• **WORK TO BE COMPLETED**: The reply to the records below should contain exactly the lines from the line with "Format a duration" through the line with "pub fn query_failed(&self, fields: &QueryFields, err: &DbErr)", and nothing besides.

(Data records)

╔══

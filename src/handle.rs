//! Logging handles bound to a resolved call site.

use std::fmt;
use std::time::Duration;

use sea_orm::DbErr;
use tracing::{Dispatch, Level};

use crate::resolver::CallSite;

/// Target of every event this crate emits.
pub const TARGET: &str = "sea_orm_tracelog";

/// Fields shared by all records emitted for one query.
#[derive(Debug, Clone, PartialEq, Eq)]
pub struct QueryFields {
    pub sql: String,
    /// Elapsed time as `"<millis>.<3 decimals>ms"`.
    pub time: String,
    pub rows: i64,
}

impl QueryFields {
    pub fn new(sql: String, elapsed: Duration, rows: i64) -> Self {
        Self {
            sql,
            time: format_elapsed(elapsed),
            rows,
        }
    }
}

/// Format a duration in milliseconds with three decimals, e.g. `"50.000ms"`.
pub fn format_elapsed(elapsed: Duration) -> String {
    format!("{:.3}ms", elapsed.as_nanos() as f64 / 1_000_000.0)
}

macro_rules! query_event {
    ($handle:expr, $level:expr, $fields:expr, $message:literal $(, $key:ident = $value:expr)*) => {{
        let handle = $handle;
        let fields = $fields;
        let caller = handle.call_site.as_ref().map(tracing::field::display);
        tracing::dispatcher::with_default(handle.dispatch, || {
            tracing::event!(
                target: TARGET,
                $level,
                sql = fields.sql.as_str(),
                time = fields.time.as_str(),
                rows = fields.rows,
                $($key = $value,)*
                caller,
                $message
            )
        })
    }};
}

macro_rules! message_event {
    ($handle:expr, $level:expr, $args:expr) => {{
        let handle = $handle;
        let caller = handle.call_site.as_ref().map(tracing::field::display);
        tracing::dispatcher::with_default(handle.dispatch, || {
            tracing::event!(target: TARGET, $level, caller, "{}", $args)
        })
    }};
}

/// A dispatch plus the call site its records are attributed to.
///
/// Without a call site, records fall back to the static location `tracing`
/// gives every event.
#[derive(Debug, Clone)]
pub struct LogHandle<'a> {
    dispatch: &'a Dispatch,
    call_site: Option<CallSite>,
}

impl<'a> LogHandle<'a> {
    pub fn new(dispatch: &'a Dispatch, call_site: Option<CallSite>) -> Self {
        Self {
            dispatch,
            call_site,
        }
    }

    pub fn call_site(&self) -> Option<&CallSite> {
        self.call_site.as_ref()
    }

    /// The query matched no rows. Expected, so reported without the error.
    pub fn record_not_found(&self, fields: &QueryFields) {
        query_event!(self, Level::WARN, fields, "record not found")
    }

    pub fn query_failed(&self, fields: &QueryFields, err: &DbErr) {
        query_event!(
            self,
            Level::ERROR,
            fields,
            "query failed",
            error = tracing::field::display(err)
        )
    }

    pub fn slow_query(&self, fields: &QueryFields) {
        query_event!(self, Level::WARN, fields, "slow query")
    }

    pub fn query(&self, fields: &QueryFields) {
        query_event!(self, Level::DEBUG, fields, "query")
    }

    pub fn debug(&self, args: fmt::Arguments<'_>) {
        message_event!(self, Level::DEBUG, args)
    }

    pub fn warn(&self, args: fmt::Arguments<'_>) {
        message_event!(self, Level::WARN, args)
    }

    pub fn error(&self, args: fmt::Arguments<'_>) {
        message_event!(self, Level::ERROR, args)
    }
}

╚══

• **WRITTEN RESPONSE**:
/// Format a duration in milliseconds with three decimals, e.g. `"50.000ms"`.
pub fn format_elapsed(elapsed: Duration) -> String {
    format!("{:.3}ms", elapsed.as_nanos() as f64 / 1_000_000.0)
}

macro_rules! query_event {
    ($handle:expr, $level:expr, $fields:expr, $message:literal $(, $key:ident = $value:expr)*) => {{
        let handle = $handle;
        let fields = $fields;
        let caller = handle.call_site.as_ref().map(tracing::field::display);
        tracing::dispatcher::with_default(handle.dispatch, || {
            tracing::event!(
                target: TARGET,
                $level,
                sql = fields.sql.as_str(),
                time = fields.time.as_str(),
                rows = fields.rows,
                $($key = $value,)*
                caller,
                $message
            )
        })
    }};
}

macro_rules! message_event {
    ($handle:expr, $level:expr, $args:expr) => {{
        let handle = $handle;
        let caller = handle.call_site.as_ref().map(tracing::field::display);
        tracing::dispatcher::with_default(handle.dispatch, || {
            tracing::event!(target: TARGET, $level, caller, "{}", $args)
        })
    }};
}

/// A dispatch plus the call site its records are attributed to.
///
/// Without a call site, records fall back to the static location `tracing`
/// gives every event.
#[derive(Debug, Clone)]
pub struct LogHandle<'a> {
    dispatch: &'a Dispatch,
    call_site: Option<CallSite>,
}

impl<'a> LogHandle<'a> {
    pub fn new(dispatch: &'a Dispatch, call_site: Option<CallSite>) -> Self {
        Self {
            dispatch,
            call_site,
        }
    }

    pub fn call_site(&self) -> Option<&CallSite> {
        self.call_site.as_ref()
    }

    /// The query matched no rows. Expected, so reported without the error.
    pub fn record_not_found(&self, fields: &QueryFields) {
        query_event!(self, Level::WARN, fields, "record not found")
    }

    pub fn query_failed(&self, fields: &QueryFields, err: &DbErr) {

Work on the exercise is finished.